15112 Spring 2014
Homework 3
Due Monday, 3Feb, at 10pm
[Late submissions due Tuesday, 4Feb, at 8pm]
Read these
instructions first!

This entire hw is strictly SOLO.
See hw1 for
details.
 Starting this week, you may use strings and imports, but (as usual) you may not use
constructs we have not yet covered (lists (except implicitly, such as looping
through s.splitlines()), sets, maps, recursion, etc).
 Also starting this week, style
counts!
 This week, there is a limit of 5 submissions to Autolab.
 Start by downloading this file: hw3.py. Edit that file and submit
it to Autolab.
 We are not providing you with test functions this week. There are some empty test
functions defined in hw3.py for you  you will surely want to add tests of your
own to them. As a suggestion, you might consider turning some of the
examples included in this writeup into tests in your test functions!
Additional hints (as posted on Piazza, and then
collected here):
1) Do not use strings for testing if a number is a palindrome. For numbers, use
arithmetic, not strings.
2) For nearlyPalindromicPrime, you can solve this how you wish, but you might
think about this: in my sample solution, I did not actually create the
palindrome but just determined it could be done in one step. For example, with
1227, I did not change it to 1221 nor to 7227, but instead I determined that
this could be done with one change. How? Well, that's left to you. :)

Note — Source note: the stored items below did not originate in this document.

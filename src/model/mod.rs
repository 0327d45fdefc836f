pub mod command;
pub mod enums;
pub mod loader;
pub mod task;
pub mod var_pool;
pub mod workflow;

pub use command::Command;
pub use enums::{
    CommandType, ExecutionType, FailureStrategy, Priority, TaskDependType, TaskExecutionStatus,
    WorkflowExecutionStatus,
};
pub use task::TaskInstance;
pub use var_pool::{DataType, Direction, Property};
pub use workflow::{TaskDefinition, TaskRelation, WorkflowDefinition, WorkflowInstance};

3) For nthCarolPrime, do not modify fasterIsPrime (except you might just call it
isPrime). That's not how to speed this up. We are not looking for, and do not
want, any amazing math here. No. It's just that you have to be clever about
how you decide which numbers to check if they are prime. Don't just do what
nthPrime does, trying every number to see if it's both prime and a Carol number.

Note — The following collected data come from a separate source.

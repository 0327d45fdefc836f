use async_trait::async_trait;
use tracing::{error, info, warn};

use crate::model::{TaskInstance, WorkflowExecutionStatus, WorkflowInstance};

/// Outbound notifications. The engine calls it, nothing calls back.
#[async_trait]
pub trait AlertManager: Send + Sync {
    async fn send_workflow_alert(&self, workflow_instance: &WorkflowInstance);
    async fn send_task_failure_alert(&self, workflow_instance: &WorkflowInstance, task_instance: &TaskInstance);
}

/// Writes alerts to the log.
pub struct LogAlertManager;

#[async_trait]
impl AlertManager for LogAlertManager {
    async fn send_workflow_alert(&self, workflow_instance: &WorkflowInstance) {
        match workflow_instance.state {
            WorkflowExecutionStatus::Success => info!(
                workflow_instance_id = workflow_instance.id,
                name = %workflow_instance.name,
                "Workflow instance succeeded"
            ),
            WorkflowExecutionStatus::Failure => error!(
                workflow_instance_id = workflow_instance.id,
                name = %workflow_instance.name,
                "Workflow instance failed"
            ),
            state => warn!(
                workflow_instance_id = workflow_instance.id,
                name = %workflow_instance.name,
                state = ?state,
                "Workflow instance ended"
            ),
        }
    }

    async fn send_task_failure_alert(&self, workflow_instance: &WorkflowInstance, task_instance: &TaskInstance) {
        error!(
            workflow_instance_id = workflow_instance.id,
            task_instance_id = task_instance.id,
            task_code = task_instance.task_code,
            task = %task_instance.name,
            retry_times = task_instance.retry_times,
            "Task instance failed"
        );
    }
}

pub struct NoopAlertManager;

#[async_trait]
impl AlertManager for NoopAlertManager {
    async fn send_workflow_alert(&self, _workflow_instance: &WorkflowInstance) {}

    async fn send_task_failure_alert(&self, _workflow_instance: &WorkflowInstance, _task_instance: &TaskInstance) {}
}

Instead, look at the definition of Carol numbers and see if you can limit which
numbers you need to consider....
4) For nearestKaprekar(n), do not start counting from 0 up to n. For example,
what if we asked for nearestKaprekar(123456789), and let's just say that the
answer was within 10 from there. Of course, it could be in either direction,
but still, it's nearby... Is the best way to solve this really to start
counting up from 0?
5) For patternedMessage, again solve it how you wish, but... My sample solution
did not use replace in any way. Instead, I built up the result character by
character. I started with an empty string, and just kept adding the next
character to it. How did I determine the next character? Using both the
message and the pattern in some way....
6) For encrypt, read the Big Hint in the writeup.

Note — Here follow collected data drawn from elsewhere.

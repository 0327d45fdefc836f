use chrono::{DateTime, Utc};
use serde::{Deserialize, Serialize};
use serde_json::Value;

use crate::model::enums::{
    CommandType, ExecutionType, FailureStrategy, Priority, TaskDependType, WorkflowExecutionStatus,
};
use crate::model::var_pool::Property;

/// A versioned workflow definition: the task nodes plus the pre-task relations between them.
#[derive(Debug, Clone, Serialize, Deserialize, PartialEq)]
pub struct WorkflowDefinition {
    pub code: i64,
    #[serde(default = "default_version")]
    pub version: i32,
    pub name: String,
    #[serde(default)]
    pub execution_type: ExecutionType,
    #[serde(default)]
    pub global_params: Vec<Property>,
    pub tasks: Vec<TaskDefinition>,
    #[serde(default)]
    pub relations: Vec<TaskRelation>,
}

impl WorkflowDefinition {
    pub fn task(&self, code: i64) -> Option<&TaskDefinition> {
        self.tasks.iter().find(|t| t.code == code)
    }
}

#[derive(Debug, Clone, Serialize, Deserialize, PartialEq)]
pub struct TaskDefinition {
    pub code: i64,
    #[serde(default = "default_version")]
    pub version: i32,
    pub name: String,
    pub task_type: String,
    #[serde(default)]
    pub task_params: Value,
    #[serde(default)]
    pub priority: Priority,
    #[serde(default = "default_worker_group")]
    pub worker_group: String,
    #[serde(default)]
    pub task_group_id: Option<i32>,
    #[serde(default)]
    pub task_group_priority: Option<i32>,
    #[serde(default)]
    pub max_retry_times: u32,
    /// Delay before a failed attempt is retried, in milliseconds.
    #[serde(default)]
    pub retry_interval_ms: u64,
    #[serde(default)]
    pub forbidden: bool,
}

/// Edge `pre -> post`. A relation without `pre` only declares `post` as a root.
#[derive(Debug, Clone, Serialize, Deserialize, PartialEq)]
pub struct TaskRelation {
    #[serde(default)]
    pub pre: Option<i64>,
    pub post: i64,
}

impl TaskRelation {
    pub fn new(pre: i64, post: i64) -> Self {
        Self { pre: Some(pre), post }
    }
}

/// One run of a workflow definition.
#[derive(Debug, Clone, Serialize, Deserialize, PartialEq)]
pub struct WorkflowInstance {
    pub id: i64,
    pub name: String,
    pub definition_code: i64,
    pub definition_version: i32,
    pub priority: Priority,
    pub state: WorkflowExecutionStatus,
    pub command_type: CommandType,
    /// JSON object carried over from the triggering command.
    pub command_param: Option<String>,
    pub failure_strategy: FailureStrategy,
    #[serde(default)]
    pub task_depend_type: TaskDependType,
    pub next_instance_id: Option<i64>,
    pub var_pool: Vec<Property>,
    pub host: Option<String>,
    pub start_time: Option<DateTime<Utc>>,
    pub end_time: Option<DateTime<Utc>>,
}

impl WorkflowInstance {
    pub fn new(definition: &WorkflowDefinition, command_type: CommandType) -> Self {
        Self {
            id: 0,
            name: definition.name.clone(),
            definition_code: definition.code,
            definition_version: definition.version,
            priority: Priority::default(),
            state: WorkflowExecutionStatus::Submitted,
            command_type,
            command_param: None,
            failure_strategy: FailureStrategy::default(),
            task_depend_type: TaskDependType::default(),
            next_instance_id: None,
            var_pool: definition
                .global_params
                .iter()
                .map(|p| Property { direct: crate::model::Direction::In, ..p.clone() })
                .collect(),
            host: None,
            start_time: None,
            end_time: None,
        }
    }
}

fn default_version() -> i32 {
    1
}

fn default_worker_group() -> String {
    "default".to_string()
}
pub mod dispatcher;
pub mod logic;
pub mod looper;
pub mod queue;

pub use dispatcher::{TaskDispatchFactory, TaskDispatcher, WorkerRegistry, WorkerTaskDispatcher};
pub use logic::{LogicTaskDispatcher, SWITCH_TASK_TYPE, SwitchTask};
pub use looper::GlobalTaskDispatchWaitingQueueLooper;
pub use queue::{DispatchKey, GlobalTaskDispatchWaitingQueue};
use anyhow::{Context as AnyhowContext, Result};
use std::fs;
use std::path::Path;

use crate::model::workflow::WorkflowDefinition;

pub fn load_workflow_definition_from_yaml(file_path: &Path) -> Result<WorkflowDefinition> {
    let yaml_content = fs::read_to_string(file_path)
        .with_context(|| format!("Failed to read YAML file from {}", file_path.display()))?;

    let definition: WorkflowDefinition = serde_yaml::from_str(&yaml_content)
        .with_context(|| format!("Failed to deserialize workflow definition from {}", file_path.display()))?;

    Ok(definition)
}

/// Loads every `.yaml`/`.yml` file in `dir`. Files that fail to parse abort the load.
pub fn load_workflow_definitions_from_dir(dir: &Path) -> Result<Vec<WorkflowDefinition>> {
    let mut definitions = Vec::new();
    let entries = fs::read_dir(dir)
        .with_context(|| format!("Failed to read definition directory {}", dir.display()))?;

    let mut paths: Vec<_> = entries.flatten().map(|e| e.path()).collect();
    paths.sort();

    for path in paths {
        let is_yaml = path
            .extension()
            .and_then(|s| s.to_str())
            .map(|ext| ext == "yaml" || ext == "yml")
            .unwrap_or(false);
        if is_yaml {
            definitions.push(load_workflow_definition_from_yaml(&path)?);
        }
    }

    Ok(definitions)
}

7) More for nthCarolPrime: Say that a number is wowish (goofy made up
term) if it is both a power of 7 and also contains the digit 9 somewhere. Now,
without using Python, what if I asked you what the 5th wowish number is? How
would you find it? I don't think it's a good idea to check 1, 2, 3, 4, 5, ...
See? Once you figure out how to find the nth wowish, you need to relate
that back to the nthCarolPrime problem. In case the analogy is lost,
you'll treat the Carol numbers analogously to how you treated the powers of 7 in
wowish. And you'll treat the prime test analgously to how you treated the has9
test in wowish.
And even more...
8) Numeric palindromes can be solved almost identically to string palindromes.
For strings, we needed to find the kth character (from each side). Is
there a similar way to find the kth digit of an integer?
9) If you must, you can solve a numeric problem with strings. You'll lose
the 2 style points, but that's all. You'll get the correctness points.
10) Leading and trailing whitespace can be stripped away with s.strip().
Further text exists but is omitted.